■ **Exercise brief**
Where does "PlaybackState" appear in the data? Return each line that holds it.

■ **Record excerpts**
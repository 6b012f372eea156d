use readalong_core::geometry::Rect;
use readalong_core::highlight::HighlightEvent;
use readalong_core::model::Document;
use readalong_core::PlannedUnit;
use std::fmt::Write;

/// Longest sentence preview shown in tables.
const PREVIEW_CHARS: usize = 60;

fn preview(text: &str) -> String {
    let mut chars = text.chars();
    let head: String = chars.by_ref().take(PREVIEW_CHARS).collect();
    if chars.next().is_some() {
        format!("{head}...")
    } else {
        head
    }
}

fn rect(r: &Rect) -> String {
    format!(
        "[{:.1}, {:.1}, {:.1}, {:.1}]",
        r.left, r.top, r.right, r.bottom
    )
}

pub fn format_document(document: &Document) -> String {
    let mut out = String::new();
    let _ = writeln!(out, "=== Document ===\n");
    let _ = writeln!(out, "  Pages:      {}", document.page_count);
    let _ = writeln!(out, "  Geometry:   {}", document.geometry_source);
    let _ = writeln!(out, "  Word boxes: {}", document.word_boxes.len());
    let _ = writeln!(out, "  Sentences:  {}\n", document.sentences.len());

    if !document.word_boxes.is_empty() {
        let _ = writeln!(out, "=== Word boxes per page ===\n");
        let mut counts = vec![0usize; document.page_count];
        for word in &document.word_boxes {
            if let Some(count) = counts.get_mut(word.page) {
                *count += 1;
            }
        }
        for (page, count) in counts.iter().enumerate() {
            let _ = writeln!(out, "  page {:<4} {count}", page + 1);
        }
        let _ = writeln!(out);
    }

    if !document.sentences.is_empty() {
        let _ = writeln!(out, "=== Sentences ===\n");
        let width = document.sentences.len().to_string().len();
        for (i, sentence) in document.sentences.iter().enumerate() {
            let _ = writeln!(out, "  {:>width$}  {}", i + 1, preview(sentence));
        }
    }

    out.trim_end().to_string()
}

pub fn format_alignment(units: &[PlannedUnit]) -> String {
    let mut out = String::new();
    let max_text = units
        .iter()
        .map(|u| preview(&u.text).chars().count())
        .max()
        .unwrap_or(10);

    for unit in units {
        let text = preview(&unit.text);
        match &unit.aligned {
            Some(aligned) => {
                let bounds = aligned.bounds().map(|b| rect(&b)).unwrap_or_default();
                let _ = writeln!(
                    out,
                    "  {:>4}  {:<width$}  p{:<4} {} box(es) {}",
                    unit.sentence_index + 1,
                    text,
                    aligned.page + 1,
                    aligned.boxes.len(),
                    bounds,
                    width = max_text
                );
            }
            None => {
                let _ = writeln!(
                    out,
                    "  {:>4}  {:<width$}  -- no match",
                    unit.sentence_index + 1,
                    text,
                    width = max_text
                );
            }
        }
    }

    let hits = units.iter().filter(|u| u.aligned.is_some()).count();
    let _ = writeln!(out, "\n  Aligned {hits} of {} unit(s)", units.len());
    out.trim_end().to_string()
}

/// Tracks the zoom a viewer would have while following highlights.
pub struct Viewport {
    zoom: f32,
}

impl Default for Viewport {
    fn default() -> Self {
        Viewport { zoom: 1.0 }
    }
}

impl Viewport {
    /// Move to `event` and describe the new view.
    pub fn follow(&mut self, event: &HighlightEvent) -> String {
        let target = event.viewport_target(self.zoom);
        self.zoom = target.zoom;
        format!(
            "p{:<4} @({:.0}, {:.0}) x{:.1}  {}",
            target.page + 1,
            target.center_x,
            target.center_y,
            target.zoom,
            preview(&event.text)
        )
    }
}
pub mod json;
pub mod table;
...
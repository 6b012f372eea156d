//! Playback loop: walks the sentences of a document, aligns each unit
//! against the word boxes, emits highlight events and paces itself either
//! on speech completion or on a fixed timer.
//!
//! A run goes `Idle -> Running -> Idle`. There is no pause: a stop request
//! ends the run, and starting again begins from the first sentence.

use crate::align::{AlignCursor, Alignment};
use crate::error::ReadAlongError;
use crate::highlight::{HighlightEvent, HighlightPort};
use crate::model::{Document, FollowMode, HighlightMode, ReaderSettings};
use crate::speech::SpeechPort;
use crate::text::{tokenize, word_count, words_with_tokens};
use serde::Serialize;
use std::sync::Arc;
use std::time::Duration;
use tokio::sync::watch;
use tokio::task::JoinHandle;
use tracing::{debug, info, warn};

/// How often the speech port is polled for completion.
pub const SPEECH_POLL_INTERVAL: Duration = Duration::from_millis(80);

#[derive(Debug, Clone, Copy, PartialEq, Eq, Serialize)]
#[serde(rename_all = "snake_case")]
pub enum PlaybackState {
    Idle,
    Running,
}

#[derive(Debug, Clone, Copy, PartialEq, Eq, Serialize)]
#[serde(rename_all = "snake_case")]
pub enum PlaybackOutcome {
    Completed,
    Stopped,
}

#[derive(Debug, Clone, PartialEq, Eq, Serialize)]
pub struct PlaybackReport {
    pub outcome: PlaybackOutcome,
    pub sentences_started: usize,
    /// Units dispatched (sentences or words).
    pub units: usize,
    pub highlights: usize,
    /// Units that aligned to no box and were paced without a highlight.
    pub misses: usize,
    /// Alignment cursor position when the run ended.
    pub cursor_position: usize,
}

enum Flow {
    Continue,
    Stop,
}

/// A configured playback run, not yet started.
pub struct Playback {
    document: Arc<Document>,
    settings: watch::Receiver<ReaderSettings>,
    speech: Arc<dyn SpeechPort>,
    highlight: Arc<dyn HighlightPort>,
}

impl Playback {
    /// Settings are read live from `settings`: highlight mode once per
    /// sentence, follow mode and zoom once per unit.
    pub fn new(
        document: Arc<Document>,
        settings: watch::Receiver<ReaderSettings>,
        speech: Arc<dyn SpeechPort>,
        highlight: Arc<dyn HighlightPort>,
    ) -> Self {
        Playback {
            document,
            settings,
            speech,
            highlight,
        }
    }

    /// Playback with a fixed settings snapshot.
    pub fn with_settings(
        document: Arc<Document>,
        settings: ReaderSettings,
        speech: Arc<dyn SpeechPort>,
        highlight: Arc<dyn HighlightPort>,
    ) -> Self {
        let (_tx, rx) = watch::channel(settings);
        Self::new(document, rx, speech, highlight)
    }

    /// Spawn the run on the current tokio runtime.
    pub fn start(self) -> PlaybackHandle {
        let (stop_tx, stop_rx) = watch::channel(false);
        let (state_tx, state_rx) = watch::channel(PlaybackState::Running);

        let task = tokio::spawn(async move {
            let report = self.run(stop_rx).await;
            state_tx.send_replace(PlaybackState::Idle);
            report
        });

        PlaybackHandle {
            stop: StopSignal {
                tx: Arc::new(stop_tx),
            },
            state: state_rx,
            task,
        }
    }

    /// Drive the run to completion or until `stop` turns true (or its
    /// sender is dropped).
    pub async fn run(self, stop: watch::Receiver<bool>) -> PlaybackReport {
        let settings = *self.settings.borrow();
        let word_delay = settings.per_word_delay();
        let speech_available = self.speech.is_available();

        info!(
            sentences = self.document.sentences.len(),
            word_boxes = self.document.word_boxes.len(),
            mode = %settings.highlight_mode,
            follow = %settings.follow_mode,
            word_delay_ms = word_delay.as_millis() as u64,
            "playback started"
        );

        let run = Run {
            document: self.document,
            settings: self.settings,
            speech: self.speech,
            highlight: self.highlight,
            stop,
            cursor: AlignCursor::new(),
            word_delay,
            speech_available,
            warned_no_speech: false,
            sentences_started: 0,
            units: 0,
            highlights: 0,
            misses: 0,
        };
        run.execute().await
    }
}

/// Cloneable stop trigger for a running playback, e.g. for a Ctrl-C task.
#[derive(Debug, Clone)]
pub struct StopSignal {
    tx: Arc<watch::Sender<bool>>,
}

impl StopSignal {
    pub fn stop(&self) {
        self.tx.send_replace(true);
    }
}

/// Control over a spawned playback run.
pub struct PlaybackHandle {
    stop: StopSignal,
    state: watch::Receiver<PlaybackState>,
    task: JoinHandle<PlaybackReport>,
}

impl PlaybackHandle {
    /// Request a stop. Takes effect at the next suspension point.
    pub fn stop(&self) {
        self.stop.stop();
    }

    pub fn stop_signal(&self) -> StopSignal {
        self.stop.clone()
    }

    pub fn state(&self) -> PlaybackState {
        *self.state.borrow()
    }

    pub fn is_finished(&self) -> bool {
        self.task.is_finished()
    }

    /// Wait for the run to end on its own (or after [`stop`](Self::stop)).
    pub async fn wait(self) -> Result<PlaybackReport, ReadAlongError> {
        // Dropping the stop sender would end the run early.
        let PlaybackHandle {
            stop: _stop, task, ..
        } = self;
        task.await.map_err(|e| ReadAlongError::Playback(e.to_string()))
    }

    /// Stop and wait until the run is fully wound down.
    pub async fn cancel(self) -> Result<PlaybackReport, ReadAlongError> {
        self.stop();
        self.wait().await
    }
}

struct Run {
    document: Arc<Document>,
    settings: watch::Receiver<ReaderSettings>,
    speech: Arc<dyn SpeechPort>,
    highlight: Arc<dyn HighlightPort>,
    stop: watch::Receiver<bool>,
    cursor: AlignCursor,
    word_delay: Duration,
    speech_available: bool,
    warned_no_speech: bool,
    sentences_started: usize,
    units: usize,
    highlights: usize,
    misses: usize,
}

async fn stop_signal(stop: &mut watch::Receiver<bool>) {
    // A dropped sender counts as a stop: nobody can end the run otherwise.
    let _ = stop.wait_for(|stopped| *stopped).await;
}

■ **Your solution**
pub enum PlaybackState {
        let (state_tx, state_rx) = watch::channel(PlaybackState::Running);
            state_tx.send_replace(PlaybackState::Idle);
    state: watch::Receiver<PlaybackState>,
    pub fn state(&self) -> PlaybackState {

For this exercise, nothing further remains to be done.